Resonant X-ray Diffraction Reveals Backbone Tilt in Polymers

New method helps scientists to better understand conjugated polymers for applications in solar cells and electronics

Rendering of molecular packing enlarge

Molecular packing of the polymer poly(3-hexylthiophene). (Image courtesy of G. Freychet et. al. Materials Hori. 9 (6), 1649-1657 (2022).)

The Science                       

By employing resonant tender x-ray diffraction, scientists resolved the tilt of the backbone of a conjugated polymer, an important structural feature that is otherwise hard to discern with other research tools and has eluded measurement.

The Impact

Conjugated polymers, due to their unique electronic and optical properties, have applications in solar cells and electronics; however, scientists have a hard time pinning down the precise molecular alignment in these polymers and its expected relationship to their properties.

Summary

From solar cells to electronics such as light emitting diodes and transistors, conjugated polymers with electronic and optical properties open a new pathway for energy-efficient, low-cost, lightweight, flexible electronic devices. However, scientists need to discern the internal atomic stacking of these semicrystalline polymers to fine-tune their properties for such devices. Until now, revealing the details of such inner structures—even for well-studied polymers—was beyond most experimental techniques.

In this study, a team of international researchers collaborated with scientists at the National Synchrotron Light Source II (NSLS-II) to reveal the backbone tilt in crystalline poly(3-hexylthiophene), a well-known conjugated polymer, for the first time. The researchers used the Soft Matter Interfaces (SMI) beamline at NSLS-II to measure a backbone tilt of 30 +/- 5 degrees with respect to the side chain stacking direction. The team not only used resonant tender x-ray diffraction to make this discovery but also harnessed the additional polarization-dependent effects of the polymer’s molecular orientation during the measurement. 

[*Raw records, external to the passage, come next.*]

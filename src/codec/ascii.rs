//! ASCII line codec
//!
//! Line grammars (ws = spaces/tabs):
//!
//! ```text
//! commander -> hub:  [commanderId ws] [mid ws] target ws text
//! hub -> actor:      cid ws mid ws text
//! actor -> hub:      cid ws mid ws flag ws key1=v; key2...
//! hub -> commander:  mid ws cid ws flag ws source ws key1=v; key2...
//! ```
//!
//! A leading token is a message id iff it is all digits; a commander-id
//! prefix is recognized by the `.` every "program.user" identity carries,
//! which keeps `status 5` from being misread as an identity override.
//!
//! Reply parsing never fails: a line whose id/flag prefix does not match the
//! grammar comes back as a degraded reply carrying the whole line under
//! `RawLine`, to be surfaced as a warning rather than dropped.

use bytes::{Bytes, BytesMut};

use super::words::{encode_keys, parse_keys, Delim};
use super::{take_line, ReplyCodec};
use crate::error::CodecError;
use crate::msg::{KeyValue, KeyValues, ReplyFlag, RoutingKey, KEY_RAW_LINE};

/// One decoded command line from a commander
#[derive(Debug, Clone, PartialEq)]
pub struct CommandLine {
    /// Identity override, when the line carried a "program.user" prefix
    pub commander: Option<String>,
    /// Commander-chosen message id (0 when omitted)
    pub mid: u32,
    /// Target actor or vocabulary word
    pub target: String,
    /// Raw command text after the target
    pub text: String,
}

/// One decoded reply line from an actor
#[derive(Debug, Clone)]
pub struct ReplyLine {
    /// Echoed routing key identifying the command being answered
    pub key: RoutingKey,
    /// Reply flag
    pub flag: ReplyFlag,
    /// Parsed keyword values
    pub keys: KeyValues,
    /// True when the line did not parse cleanly
    pub degraded: bool,
}

impl ReplyLine {
    /// Wrap an unparseable line as a degraded warn reply
    pub fn raw(line: &str) -> Self {
        let mut keys = KeyValues::new();
        keys.insert(KEY_RAW_LINE, KeyValue::Scalar(line.to_string()));
        Self {
            key: RoutingKey::default(),
            flag: ReplyFlag::Warn,
            keys,
            degraded: true,
        }
    }
}

/// One decoded reply line as seen by a commander-side client
#[derive(Debug, Clone)]
pub struct RoutedReply {
    /// The commander's own routing key for the answered command
    pub key: RoutingKey,
    /// Reply flag
    pub flag: ReplyFlag,
    /// Reporting source
    pub source: String,
    /// Parsed keyword values
    pub keys: KeyValues,
}

/// Parse one line from a commander. Returns `None` for blank lines.
pub fn parse_command_line(line: &str) -> Option<CommandLine> {
    let mut rest = line.trim_start();
    if rest.is_empty() {
        return None;
    }

    let mut commander = None;
    let mut mid = 0u32;

    let (first, after_first) = split_token(rest);
    if let Ok(n) = first.parse::<u32>() {
        mid = n;
        rest = after_first;
    } else if first.contains('.') {
        commander = Some(first.to_string());
        rest = after_first;
        let (second, after_second) = split_token(rest);
        if let Ok(n) = second.parse::<u32>() {
            mid = n;
            rest = after_second;
        }
    }

    let (target, text) = split_token(rest);
    if target.is_empty() {
        return None;
    }

    Some(CommandLine {
        commander,
        mid,
        target: target.to_string(),
        text: text.to_string(),
    })
}

/// Parse one reply line from an actor; degraded on grammar mismatch
pub fn parse_reply_line(line: &str) -> ReplyLine {
    let trimmed = line.trim_start();
    if trimmed.is_empty() {
        return ReplyLine::raw(line);
    }

    let (cid_tok, rest) = split_token(trimmed);
    let (mid_tok, rest) = split_token(rest);
    let (flag_tok, keys_text) = split_token(rest);

    let cid = match cid_tok.parse::<u32>() {
        Ok(n) => n,
        Err(_) => return ReplyLine::raw(line),
    };
    let mid = match mid_tok.parse::<u32>() {
        Ok(n) => n,
        Err(_) => return ReplyLine::raw(line),
    };
    let flag = match single_char(flag_tok).and_then(ReplyFlag::from_char) {
        Some(f) => f,
        None => return ReplyLine::raw(line),
    };

    let parsed = parse_keys(keys_text, Delim::Semicolon);
    ReplyLine {
        key: RoutingKey::new(cid, mid),
        flag,
        keys: parsed.keys,
        degraded: parsed.degraded,
    }
}

/// Parse one hub-to-commander reply line (client side)
pub fn parse_routed_reply(line: &str) -> Option<RoutedReply> {
    let trimmed = line.trim_start();
    if trimmed.is_empty() {
        return None;
    }

    let (mid_tok, rest) = split_token(trimmed);
    let (cid_tok, rest) = split_token(rest);
    let (flag_tok, rest) = split_token(rest);
    let (source, keys_text) = split_token(rest);

    let mid = mid_tok.parse::<u32>().ok()?;
    let cid = cid_tok.parse::<u32>().ok()?;
    let flag = single_char(flag_tok).and_then(ReplyFlag::from_char)?;
    if source.is_empty() {
        return None;
    }

    Some(RoutedReply {
        key: RoutingKey::new(cid, mid),
        flag,
        source: source.to_string(),
        keys: parse_keys(keys_text, Delim::Semicolon).keys,
    })
}

/// Encode a reply for a commander connection
pub fn encode_reply(key: RoutingKey, flag: ReplyFlag, source: &str, keys: &KeyValues) -> Bytes {
    let mut line = format!("{} {} {} {}", key.mid, key.cid, flag.as_char(), source);
    if !keys.is_empty() {
        line.push(' ');
        line.push_str(&encode_keys(keys, Delim::Semicolon));
    }
    line.push('\n');
    Bytes::from(line)
}

/// Encode a command for an actor connection
pub fn encode_command(key: RoutingKey, text: &str) -> Bytes {
    Bytes::from(format!("{} {} {}\n", key.cid, key.mid, text))
}

/// Encode a command line for a commander-side client
pub fn encode_client_command(mid: u32, target: &str, text: &str) -> Bytes {
    if text.is_empty() {
        Bytes::from(format!("{} {}\n", mid, target))
    } else {
        Bytes::from(format!("{} {} {}\n", mid, target, text))
    }
}

/// ASCII reply codec for an actor connection
#[derive(Debug, Default)]
pub struct AsciiCodec;

impl AsciiCodec {
    /// Create an ASCII codec
    pub fn new() -> Self {
        Self
    }
}

impl ReplyCodec for AsciiCodec {
    fn decode(&mut self, buf: &mut BytesMut) -> Result<Option<ReplyLine>, CodecError> {
        Ok(take_line(buf).map(|line| parse_reply_line(&line)))
    }

    fn encode_command(&self, key: RoutingKey, text: &str) -> Bytes {
        encode_command(key, text)
    }
}

fn split_token(s: &str) -> (&str, &str) {
    let s = s.trim_start_matches([' ', '\t']);
    match s.find([' ', '\t']) {
        Some(idx) => (&s[..idx], s[idx..].trim_start_matches([' ', '\t'])),
        None => (s, ""),
    }
}

fn single_char(s: &str) -> Option<char> {
    let mut chars = s.chars();
    let c = chars.next()?;
    if chars.next().is_some() {
        None
    } else {
        Some(c)
    }
}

This discovery demonstrates the uncanny power of resonant x-ray diffraction to harness polarization for the study of conjugated polymers, enabling researchers to take a new look at polymers.

The SMI beamline is part of the soft matter and complex scattering tools available at NSLS-II. As a U.S. Department of Energy Office of Science User Facility, NSLS-II offers access to advanced materials characterization and life science tools through a free peer-reviewed access policy.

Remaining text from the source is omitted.